Тем временем мы дошли до дома номер десять. На крыльце никто не стоял, лишь входили и выходили люди, по одному и группами. Мы прошли внутрь, и Лиза, продолжая держать за меня под руку, повела меня куда-то вглубь коридора к одной из дверей. Навстречу нам шел быстрым шагом невысокий худощавый седоватый человек в небольших круглых очках, одетый в пиджак и косоворотку и в брюки, заправленные в сапоги.
— Здравствуйте, Павел Иванович, — поздоровалась Лиза.

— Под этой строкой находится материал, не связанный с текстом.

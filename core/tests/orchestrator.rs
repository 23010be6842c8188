//! Save orchestrator tests.
//!
//! Tests cover: cooldown coalescing, the reentrancy guard, quick-slot
//! rotation and eviction, manual slot allocation, failure visibility per
//! tier, interval and scene-transition triggers.

mod common;

use common::{count_actions, full_world, FlakyStore, T0};
use lifesim_core::{
    aggregator::WorldStateAggregator,
    backend::SaveBackend,
    clock::ManualClock,
    config::SaveConfig,
    error::{SaveError, SaveResult},
    orchestrator::{AutoTrigger, Notice, SaveOrchestrator, SaveOutcome, SkipReason},
    snapshot::{log_action, SaveRecord},
    subsystem::Snapshottable,
    types::SaveTier,
};
use serde_json::{json, Value};
use std::any::Any;

fn setup(config: SaveConfig) -> (SaveOrchestrator, ManualClock, FlakyStore, WorldStateAggregator) {
    let clock = ManualClock::starting_at(T0);
    let orchestrator = SaveOrchestrator::new(config, Box::new(clock.clone()), "test-session".into());
    (orchestrator, clock, FlakyStore::new(), full_world(1))
}

fn default_setup() -> (SaveOrchestrator, ManualClock, FlakyStore, WorldStateAggregator) {
    setup(SaveConfig::default_test())
}

#[test]
fn auto_saves_inside_cooldown_are_coalesced() {
    let (mut orch, clock, store, world) = default_setup();

    let first = orch.auto_save(&store, &world, AutoTrigger::Requested);
    assert!(matches!(first, SaveOutcome::Saved { tier: SaveTier::Auto, slot: Some(0), .. }));

    clock.advance(2_999);
    let second = orch.auto_save(&store, &world, AutoTrigger::SceneTransition);
    assert_eq!(second, SaveOutcome::Skipped(SkipReason::Cooldown));

    clock.advance(1);
    let third = orch.auto_save(&store, &world, AutoTrigger::Requested);
    assert_eq!(third.saved_id(), first.saved_id(), "auto slot is overwritten in place");
    assert_eq!(store.store().save_count().unwrap(), 1);
}

#[test]
fn cooldown_is_per_tier() {
    let (mut orch, _clock, store, world) = default_setup();

    orch.auto_save(&store, &world, AutoTrigger::Requested);
    let quick = orch.quick_save(&store, &world).unwrap();
    assert!(matches!(quick, SaveOutcome::Saved { tier: SaveTier::Quick, .. }));

    let quick_again = orch.quick_save(&store, &world).unwrap();
    assert_eq!(quick_again, SaveOutcome::Skipped(SkipReason::Cooldown));
}

#[test]
fn manual_saves_have_no_cooldown() {
    let (mut orch, _clock, store, world) = default_setup();

    for name in ["one", "two", "three"] {
        let outcome = orch.manual_save(&store, &world, name).unwrap();
        assert!(matches!(outcome, SaveOutcome::Saved { tier: SaveTier::Manual, .. }));
    }

    let slots: Vec<(Option<u32>, String)> = store
        .list(Some(SaveTier::Manual))
        .unwrap()
        .into_iter()
        .map(|r| (r.slot, r.name))
        .collect();
    assert_eq!(slots.len(), 3);
    assert!(slots.contains(&(Some(0), "one".to_string())));
    assert!(slots.contains(&(Some(2), "three".to_string())));
}

#[test]
fn unreadable_manual_save_keeps_its_slot() {
    let (mut orch, _clock, store, world) = default_setup();

    orch.manual_save(&store, &world, "zero").unwrap();
    let one = orch.manual_save(&store, &world, "one").unwrap().saved_id().unwrap();
    store.store().overwrite_raw_game_data(one, "{truncated").unwrap();
    assert_eq!(store.list(Some(SaveTier::Manual)).unwrap().len(), 1);

    let outcome = orch.manual_save(&store, &world, "two").unwrap();
    assert!(matches!(outcome, SaveOutcome::Saved { slot: Some(2), .. }));
    assert_ne!(outcome.saved_id(), Some(one));
    assert_eq!(store.store().save_count().unwrap(), 3, "unreadable row left alone");
}

#[test]
fn cooldown_starts_from_the_last_completed_save() {
    let (mut orch, _clock, store, world) = default_setup();

    store.fail_writes(true);
    assert!(matches!(
        orch.auto_save(&store, &world, AutoTrigger::Requested),
        SaveOutcome::Failed { .. }
    ));

    store.fail_writes(false);
    let retry = orch.auto_save(&store, &world, AutoTrigger::Requested);
    assert!(
        matches!(retry, SaveOutcome::Saved { .. }),
        "a failed save must not start the cooldown, got {retry:?}"
    );
}

#[test]
fn nothing_is_saved_while_restoring() {
    let (mut orch, _clock, store, world) = default_setup();
    orch.begin_restore();

    assert_eq!(
        orch.auto_save(&store, &world, AutoTrigger::Requested),
        SaveOutcome::Skipped(SkipReason::Restoring)
    );
    assert_eq!(
        orch.quick_save(&store, &world).unwrap(),
        SaveOutcome::Skipped(SkipReason::Restoring)
    );
    assert_eq!(
        orch.manual_save(&store, &world, "mid-load").unwrap(),
        SaveOutcome::Skipped(SkipReason::Restoring)
    );
    assert_eq!(store.store().save_count().unwrap(), 0);
    assert!(orch.take_notices().is_empty(), "skips are silent");

    orch.end_restore();
    assert!(matches!(
        orch.auto_save(&store, &world, AutoTrigger::Requested),
        SaveOutcome::Saved { .. }
    ));
}

#[test]
fn quick_saves_rotate_and_overwrite_the_oldest() {
    let (mut orch, clock, store, world) = default_setup();

    let mut slots = Vec::new();
    for _ in 0..5 {
        match orch.quick_save(&store, &world).unwrap() {
            SaveOutcome::Saved { slot, .. } => slots.push(slot.unwrap()),
            other => panic!("expected a quick save, got {other:?}"),
        }
        clock.advance(5_000);
    }

    assert_eq!(slots, vec![0, 1, 2, 0, 1]);
    assert_eq!(store.list(Some(SaveTier::Quick)).unwrap().len(), 3);
}

#[test]
fn quick_records_outside_the_ring_are_evicted() {
    let (mut orch, _clock, store, world) = default_setup();
    let stray = store
        .write(&SaveRecord::new(
            SaveTier::Quick,
            Some(7),
            "from a bigger ring",
            1,
            json!({ "time": {}, "player": { "stats": {} } }),
        ))
        .unwrap();

    orch.quick_save(&store, &world).unwrap();

    assert!(store.read(stray).unwrap().is_none());
    assert_eq!(count_actions(&store, log_action::QUICK_EVICTION), 1);
}

#[test]
fn auto_save_failure_is_silent_but_logged() {
    let (mut orch, _clock, store, world) = default_setup();
    store.fail_writes(true);

    let outcome = orch.auto_save(&store, &world, AutoTrigger::Interval);
    assert!(matches!(outcome, SaveOutcome::Failed { .. }));
    assert!(orch.take_notices().is_empty());
    assert_eq!(count_actions(&store, log_action::AUTO_SAVE_FAILED), 1);
}

#[test]
fn manual_save_failure_is_reported() {
    let (mut orch, _clock, store, world) = default_setup();
    store.fail_writes(true);

    let result = orch.manual_save(&store, &world, "doomed");
    assert!(matches!(result, Err(SaveError::QuotaExceeded { .. })));

    let notices = orch.take_notices();
    assert!(matches!(
        notices.as_slice(),
        [Notice::SaveFailed { tier: SaveTier::Manual, .. }]
    ));
    assert_eq!(count_actions(&store, log_action::SAVE_FAILED), 1);
}

#[test]
fn successful_saves_update_the_session_pointer_and_notify() {
    let (mut orch, _clock, store, world) = default_setup();
    let id = orch
        .manual_save(&store, &world, "checkpoint")
        .unwrap()
        .saved_id()
        .unwrap();

    let pointer = store.current_state().unwrap().expect("pointer written");
    assert_eq!(pointer.last_save_id, Some(id));
    assert_eq!(pointer.last_save_type, Some(SaveTier::Manual));
    assert_eq!(pointer.session_id, "test-session");
    assert_eq!(pointer.updated_at, T0);

    assert_eq!(
        orch.take_notices(),
        vec![Notice::Saved { tier: SaveTier::Manual, id, name: "checkpoint".into() }]
    );
}

#[test]
fn interval_trigger_fires_every_configured_game_minutes() {
    let (mut orch, clock, store, mut world) = default_setup();
    orch.reset_interval(world.state().time.total_minutes());

    world.state_mut().time.advance_minutes(20);
    assert_eq!(orch.on_time_advanced(&store, &world), None);

    world.state_mut().time.advance_minutes(10);
    let fired = orch.on_time_advanced(&store, &world);
    assert!(matches!(fired, Some(SaveOutcome::Saved { tier: SaveTier::Auto, .. })));

    clock.advance(10_000);
    world.state_mut().time.advance_minutes(29);
    assert_eq!(orch.on_time_advanced(&store, &world), None);
}

#[test]
fn scene_transition_trigger_respects_config() {
    let config = SaveConfig {
        autosave_on_scene_transition: false,
        ..SaveConfig::default_test()
    };
    let (mut orch, _clock, store, world) = setup(config);
    assert_eq!(orch.on_scene_transition(&store, &world), None);

    let (mut orch, _clock, store, world) = default_setup();
    assert!(matches!(
        orch.on_scene_transition(&store, &world),
        Some(SaveOutcome::Saved { .. })
    ));
}

struct Flaky;

impl Snapshottable for Flaky {
    fn key(&self) -> &'static str { "flaky" }

    fn capture(&self) -> SaveResult<Value> {
        Err(SaveError::SnapshotCaptureDegraded { key: "flaky".into(), reason: "busy".into() })
    }

    fn restore(&mut self, _data: Option<&Value>) -> SaveResult<()> { Ok(()) }
    fn reset(&mut self) {}
    fn as_any(&self) -> &dyn Any { self }
    fn as_any_mut(&mut self) -> &mut dyn Any { self }
}

#[test]
fn degraded_capture_still_saves_and_is_logged() {
    let (mut orch, _clock, store, mut world) = default_setup();
    world.register(Box::new(Flaky)).unwrap();

    let outcome = orch.manual_save(&store, &world, "partial").unwrap();
    let id = outcome.saved_id().expect("save went through");

    let record = store.read(id).unwrap().unwrap();
    assert_eq!(record.game_data["subsystems"]["flaky"]["degraded"], json!(true));
    assert_eq!(count_actions(&store, log_action::CAPTURE_DEGRADED), 1);
}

— Ааа, Лизавета, доброго утречка! — ответил мужчина, — и вам, товарищ, — обратился он ко мне. Я поздоровался в ответ.
— А я тебя, Лизавета, уже спрашивал, — сказал, по видимому, товарищ Востриков, — Катерина передала, что занемогла и прийти не сможет. Как бы не тиф оказался. А нам работы на сегодня многовато, за вчерашний день и с позавчера еще оставалось… А вы, товарищ, по какому вопросу?
— А я с Лизой, — кратко ответил я, — увезти её хочу.

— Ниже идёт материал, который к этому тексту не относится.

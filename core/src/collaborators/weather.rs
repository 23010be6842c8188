use crate::{
    error::SaveResult,
    rng::{CollaboratorSlot, RngBank},
    state::Season,
    subsystem::{capture_state, restore_state, Snapshottable},
};
use serde::{Deserialize, Serialize};
use serde_json::Value;
use std::any::Any;

#[derive(Debug, Clone, Copy, Serialize, Deserialize, PartialEq, Eq)]
#[serde(rename_all = "snake_case")]
pub enum WeatherKind {
    Sunny,
    Cloudy,
    Rain,
    Storm,
    Snow,
}

impl WeatherKind {
    pub fn as_str(&self) -> &'static str {
        match self {
            Self::Sunny  => "sunny",
            Self::Cloudy => "cloudy",
            Self::Rain   => "rain",
            Self::Storm  => "storm",
            Self::Snow   => "snow",
        }
    }
}

#[derive(Debug, Clone, Serialize, Deserialize, PartialEq)]
#[serde(rename_all = "camelCase")]
pub struct WeatherState {
    pub today:           WeatherKind,
    pub tomorrow:        WeatherKind,
    pub streak_days:     u32,
    pub last_rolled_day: u32,
}

impl Default for WeatherState {
    fn default() -> Self {
        Self {
            today:           WeatherKind::Sunny,
            tomorrow:        WeatherKind::Sunny,
            streak_days:     0,
            last_rolled_day: 0,
        }
    }
}

pub struct WeatherSystem {
    pub state: WeatherState,
    bank:      RngBank,
}

impl WeatherSystem {
    pub fn new(bank: RngBank) -> Self {
        Self { state: WeatherState::default(), bank }
    }

    /// Roll tomorrow's forecast for `day`. Rolling the same day twice is a
    /// no-op.
    pub fn roll_for_day(&mut self, day: u32, season: Season) -> WeatherKind {
        if self.state.last_rolled_day == day {
            return self.state.today;
        }
        let mut rng = self.bank.for_day(CollaboratorSlot::Weather, day);
        let wet = match season {
            Season::Spring => 0.35,
            Season::Summer => 0.20,
            Season::Autumn => 0.40,
            Season::Winter => 0.30,
        };
        let next = if rng.chance(wet) {
            match (season, rng.chance(0.2)) {
                (Season::Winter, _) => WeatherKind::Snow,
                (_, true)           => WeatherKind::Storm,
                (_, false)          => WeatherKind::Rain,
            }
        } else if rng.chance(0.3) {
            WeatherKind::Cloudy
        } else {
            WeatherKind::Sunny
        };

        let previous = self.state.today;
        self.state.today = self.state.tomorrow;
        self.state.tomorrow = next;
        self.state.streak_days = if previous == self.state.today {
            self.state.streak_days + 1
        } else {
            0
        };
        self.state.last_rolled_day = day;
        log::debug!("{}: day={day} today={:?} tomorrow={next:?}", rng.name, self.state.today);
        self.state.today
    }
}

impl Snapshottable for WeatherSystem {
    fn key(&self) -> &'static str { "weather" }

    fn capture(&self) -> SaveResult<Value> {
        capture_state(&self.state)
    }

    fn restore(&mut self, data: Option<&Value>) -> SaveResult<()> {
        restore_state(&mut self.state, data)
    }

    fn reset(&mut self) {
        self.state = WeatherState::default();
    }

    fn as_any(&self) -> &dyn Any { self }
    fn as_any_mut(&mut self) -> &mut dyn Any { self }
}
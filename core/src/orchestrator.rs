//! Save orchestrator — decides when, where and under which tier to save.
//!
//! RULES:
//!   - Nothing is saved while `is_restoring` is set. Skips are silent.
//!   - Auto and quick saves are coalesced: a trigger inside the cooldown
//!     window after the last *completed* save of that tier is dropped.
//!   - Manual saves have no cooldown.
//!   - Auto failures never reach the player. Quick and manual failures
//!     return `Err` and queue a `Notice::SaveFailed`.
//!   - Every failure is written to the migration log, best effort.

use crate::{
    aggregator::WorldStateAggregator,
    backend::{append_or_warn, SaveBackend},
    clock::WallClock,
    config::SaveConfig,
    error::SaveResult,
    snapshot::{log_action, CurrentGameState, MigrationLogEntry, SaveRecord},
    types::{Millis, SaveId, SaveTier, SessionId},
};
use std::collections::HashMap;

pub const AUTO_SAVE_SLOT: u32 = 0;
pub const AUTO_SAVE_NAME: &str = "Auto Save";

/// What caused an auto-save attempt. Logged only.
#[derive(Debug, Clone, Copy, PartialEq, Eq)]
pub enum AutoTrigger {
    Interval,
    SceneTransition,
    Requested,
}

impl AutoTrigger {
    fn as_str(&self) -> &'static str {
        match self {
            Self::Interval        => "interval",
            Self::SceneTransition => "scene_transition",
            Self::Requested       => "requested",
        }
    }
}

#[derive(Debug, Clone, Copy, PartialEq, Eq)]
pub enum SkipReason {
    /// A load is in progress.
    Restoring,
    /// A save of the same tier completed inside the cooldown window.
    Cooldown,
}

#[derive(Debug, Clone, PartialEq)]
pub enum SaveOutcome {
    Saved { id: SaveId, tier: SaveTier, slot: Option<u32> },
    Skipped(SkipReason),
    /// Auto tier only; quick and manual failures are `Err`.
    Failed { message: String },
}

impl SaveOutcome {
    pub fn saved_id(&self) -> Option<SaveId> {
        match self {
            Self::Saved { id, .. } => Some(*id),
            _ => None,
        }
    }
}

/// Messages for the presentation layer, drained with `take_notices`.
#[derive(Debug, Clone, PartialEq)]
pub enum Notice {
    Saved { tier: SaveTier, id: SaveId, name: String },
    SaveFailed { tier: SaveTier, message: String },
    /// Running on the flat fallback store: one save, no history.
    DegradedMode { reason: String },
    LoadFailed { message: String },
}

pub struct SaveOrchestrator {
    config:           SaveConfig,
    clock:            Box<dyn WallClock>,
    session_id:       SessionId,
    restoring:        bool,
    last_completed:   HashMap<SaveTier, Millis>,
    /// Game minute the interval is measured from. Set on first sight.
    last_auto_minute: Option<u64>,
    notices:          Vec<Notice>,
}

impl SaveOrchestrator {
    pub fn new(config: SaveConfig, clock: Box<dyn WallClock>, session_id: SessionId) -> Self {
        Self {
            config,
            clock,
            session_id,
            restoring:        false,
            last_completed:   HashMap::new(),
            last_auto_minute: None,
            notices:          Vec::new(),
        }
    }

    pub fn now(&self) -> Millis {
        self.clock.now_millis()
    }

    pub fn config(&self) -> &SaveConfig {
        &self.config
    }

    pub fn session_id(&self) -> &str {
        &self.session_id
    }

    // ── Reentrancy guard ───────────────────────────────────────

    pub fn begin_restore(&mut self) {
        self.restoring = true;
    }

    pub fn end_restore(&mut self) {
        self.restoring = false;
    }

    pub fn is_restoring(&self) -> bool {
        self.restoring
    }

    /// Restart the auto-save interval from `minute`. Called after a load
    /// so the restored clock does not trigger an immediate save.
    pub fn reset_interval(&mut self, minute: u64) {
        self.last_auto_minute = Some(minute);
    }

    // ── Triggers ───────────────────────────────────────────────

    /// Auto-save if the game clock has moved a full interval since the
    /// last interval attempt. `None` when the interval has not elapsed.
    pub fn on_time_advanced(
        &mut self,
        store: &dyn SaveBackend,
        world: &WorldStateAggregator,
    ) -> Option<SaveOutcome> {
        let minute = world.state().time.total_minutes();
        let Some(last) = self.last_auto_minute else {
            self.last_auto_minute = Some(minute);
            return None;
        };
        let interval = self.config.autosave_interval_minutes.max(1);
        if minute < last + interval {
            return None;
        }
        if self.restoring {
            return Some(SaveOutcome::Skipped(SkipReason::Restoring));
        }
        self.last_auto_minute = Some(minute);
        Some(self.auto_save(store, world, AutoTrigger::Interval))
    }

    pub fn on_scene_transition(
        &mut self,
        store: &dyn SaveBackend,
        world: &WorldStateAggregator,
    ) -> Option<SaveOutcome> {
        if !self.config.autosave_on_scene_transition {
            return None;
        }
        Some(self.auto_save(store, world, AutoTrigger::SceneTransition))
    }

    // ── Tiers ──────────────────────────────────────────────────

    /// Auto tier: slot 0, overwritten in place. Never returns an error.
    pub fn auto_save(
        &mut self,
        store: &dyn SaveBackend,
        world: &WorldStateAggregator,
        trigger: AutoTrigger,
    ) -> SaveOutcome {
        if let Some(reason) = self.skip_reason(SaveTier::Auto) {
            log::debug!("auto-save ({}) skipped: {reason:?}", trigger.as_str());
            return SaveOutcome::Skipped(reason);
        }
        match self.persist(store, world, SaveTier::Auto, Some(AUTO_SAVE_SLOT), AUTO_SAVE_NAME) {
            Ok(id) => {
                log::debug!("auto-save ({}) written as {id}", trigger.as_str());
                SaveOutcome::Saved { id, tier: SaveTier::Auto, slot: Some(AUTO_SAVE_SLOT) }
            }
            Err(e) => {
                let message = e.to_string();
                self.record_failure(store, SaveTier::Auto, &message);
                SaveOutcome::Failed { message }
            }
        }
    }

    /// Quick tier: rotate through `quick_slot_count` slots, filling empty
    /// ones first and then overwriting the oldest.
    pub fn quick_save(
        &mut self,
        store: &dyn SaveBackend,
        world: &WorldStateAggregator,
    ) -> SaveResult<SaveOutcome> {
        if let Some(reason) = self.skip_reason(SaveTier::Quick) {
            log::debug!("quick-save skipped: {reason:?}");
            return Ok(SaveOutcome::Skipped(reason));
        }
        let result = self.quick_slot(store).and_then(|slot| {
            let name = format!("Quick Save {}", slot + 1);
            self.persist(store, world, SaveTier::Quick, Some(slot), &name)
                .map(|id| (id, slot, name))
        });
        match result {
            Ok((id, slot, name)) => {
                self.notices.push(Notice::Saved { tier: SaveTier::Quick, id, name });
                Ok(SaveOutcome::Saved { id, tier: SaveTier::Quick, slot: Some(slot) })
            }
            Err(e) => {
                self.record_failure(store, SaveTier::Quick, &e.to_string());
                Err(e)
            }
        }
    }

    /// Manual tier: a new named record every time.
    pub fn manual_save(
        &mut self,
        store: &dyn SaveBackend,
        world: &WorldStateAggregator,
        name: &str,
    ) -> SaveResult<SaveOutcome> {
        if let Some(reason) = self.skip_reason(SaveTier::Manual) {
            log::debug!("manual save '{name}' skipped: {reason:?}");
            return Ok(SaveOutcome::Skipped(reason));
        }
        let result = next_manual_slot(store)
            .and_then(|slot| {
                self.persist(store, world, SaveTier::Manual, Some(slot), name)
                    .map(|id| (id, slot))
            });
        match result {
            Ok((id, slot)) => {
                self.notices.push(Notice::Saved {
                    tier: SaveTier::Manual,
                    id,
                    name: name.to_string(),
                });
                Ok(SaveOutcome::Saved { id, tier: SaveTier::Manual, slot: Some(slot) })
            }
            Err(e) => {
                self.record_failure(store, SaveTier::Manual, &e.to_string());
                Err(e)
            }
        }
    }

    // ── Notices ────────────────────────────────────────────────

    pub fn push_notice(&mut self, notice: Notice) {
        self.notices.push(notice);
    }

    pub fn take_notices(&mut self) -> Vec<Notice> {
        std::mem::take(&mut self.notices)
    }

    // ── Internals ──────────────────────────────────────────────

    fn skip_reason(&self, tier: SaveTier) -> Option<SkipReason> {
        if self.restoring {
            return Some(SkipReason::Restoring);
        }
        if tier == SaveTier::Manual {
            return None;
        }
        let now = self.now();
        let cooling = self
            .last_completed
            .get(&tier)
            .is_some_and(|last| now - last < self.config.save_cooldown_ms);
        cooling.then_some(SkipReason::Cooldown)
    }

    /// Capture, write, then record diagnostics and the session pointer.
    /// Only the write itself can fail the save.
    fn persist(
        &mut self,
        store: &dyn SaveBackend,
        world: &WorldStateAggregator,
        tier: SaveTier,
        slot: Option<u32>,
        name: &str,
    ) -> SaveResult<SaveId> {
        let capture = world.get_full_snapshot();
        let now = self.now();
        let record = SaveRecord::new(tier, slot, name, now, capture.snapshot.to_value()?);
        let id = store.write(&record)?;
        self.last_completed.insert(tier, self.now());

        for degraded in &capture.degraded {
            append_or_warn(
                store,
                MigrationLogEntry::new(
                    log_action::CAPTURE_DEGRADED,
                    format!("save {id}: '{}' stored by identity: {}", degraded.key, degraded.reason),
                    now,
                    false,
                ),
            );
        }

        let pointer = CurrentGameState {
            session_id:     self.session_id.clone(),
            last_save_id:   Some(id),
            last_save_type: Some(tier),
            updated_at:     now,
        };
        if let Err(e) = store.put_current_state(&pointer) {
            log::warn!("current game state not updated after save {id}: {e}");
        }
        Ok(id)
    }

    /// Pick the quick slot to write, evicting records outside the ring.
    fn quick_slot(&self, store: &dyn SaveBackend) -> SaveResult<u32> {
        let count = self.config.quick_slot_count.max(1);
        let mut occupied: Vec<(u32, Millis)> = Vec::new();

        for record in store.list(Some(SaveTier::Quick))? {
            match record.slot {
                Some(slot) if slot < count => occupied.push((slot, record.timestamp)),
                _ => {
                    let Some(id) = record.id else { continue };
                    store.remove(id)?;
                    log::info!("evicted quick save {id} (slot {:?})", record.slot);
                    append_or_warn(
                        store,
                        MigrationLogEntry::new(
                            log_action::QUICK_EVICTION,
                            format!("quick save {id} at slot {:?} outside 0..{count}", record.slot),
                            self.now(),
                            true,
                        ),
                    );
                }
            }
        }

        if let Some(free) = (0..count).find(|s| occupied.iter().all(|(o, _)| o != s)) {
            return Ok(free);
        }
        let oldest = occupied
            .iter()
            .min_by_key(|(slot, timestamp)| (*timestamp, *slot))
            .map_or(0, |(slot, _)| *slot);
        Ok(oldest)
    }

    fn record_failure(&mut self, store: &dyn SaveBackend, tier: SaveTier, message: &str) {
        log::warn!("{tier} save failed: {message}");
        let action = if tier == SaveTier::Auto {
            log_action::AUTO_SAVE_FAILED
        } else {
            log_action::SAVE_FAILED
        };
        append_or_warn(
            store,
            MigrationLogEntry::new(action, format!("{tier}: {message}"), self.now(), false),
        );
        if tier.failure_is_user_visible() {
            self.notices.push(Notice::SaveFailed { tier, message: message.to_string() });
        }
    }
}

/// One past the highest manual slot ever allocated, so a row that no
/// longer reads back still keeps its slot.
fn next_manual_slot(store: &dyn SaveBackend) -> SaveResult<u32> {
    Ok(store.max_slot(SaveTier::Manual)?.map_or(0, |m| m + 1))
}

— Павел Иванович, это мой Саша, мы в Москву собрались уезжать, — наклонив вниз голову, пояснила Лиза.
— Ай, Лизавета, без ножа режешь! Как же мы без тебя да Катерины! — поморщился Павел Иванович, — Ну да, понятно, дело молодое. Я бы сам тебя увёз, будь помоложе годков на двадцать, — и он хитро прищурился, — А вы, товарищ Александр, не хотите ли остаться в столице? Вы, с фронта, вижу, человек бывалый. А нам в комитеты охраны добровольцы нужны.
— Да мы уже надумали переезжать, товарищ Востриков, — отказался я, — да и другим заниматься хочу. Грамотный, читать считать умею.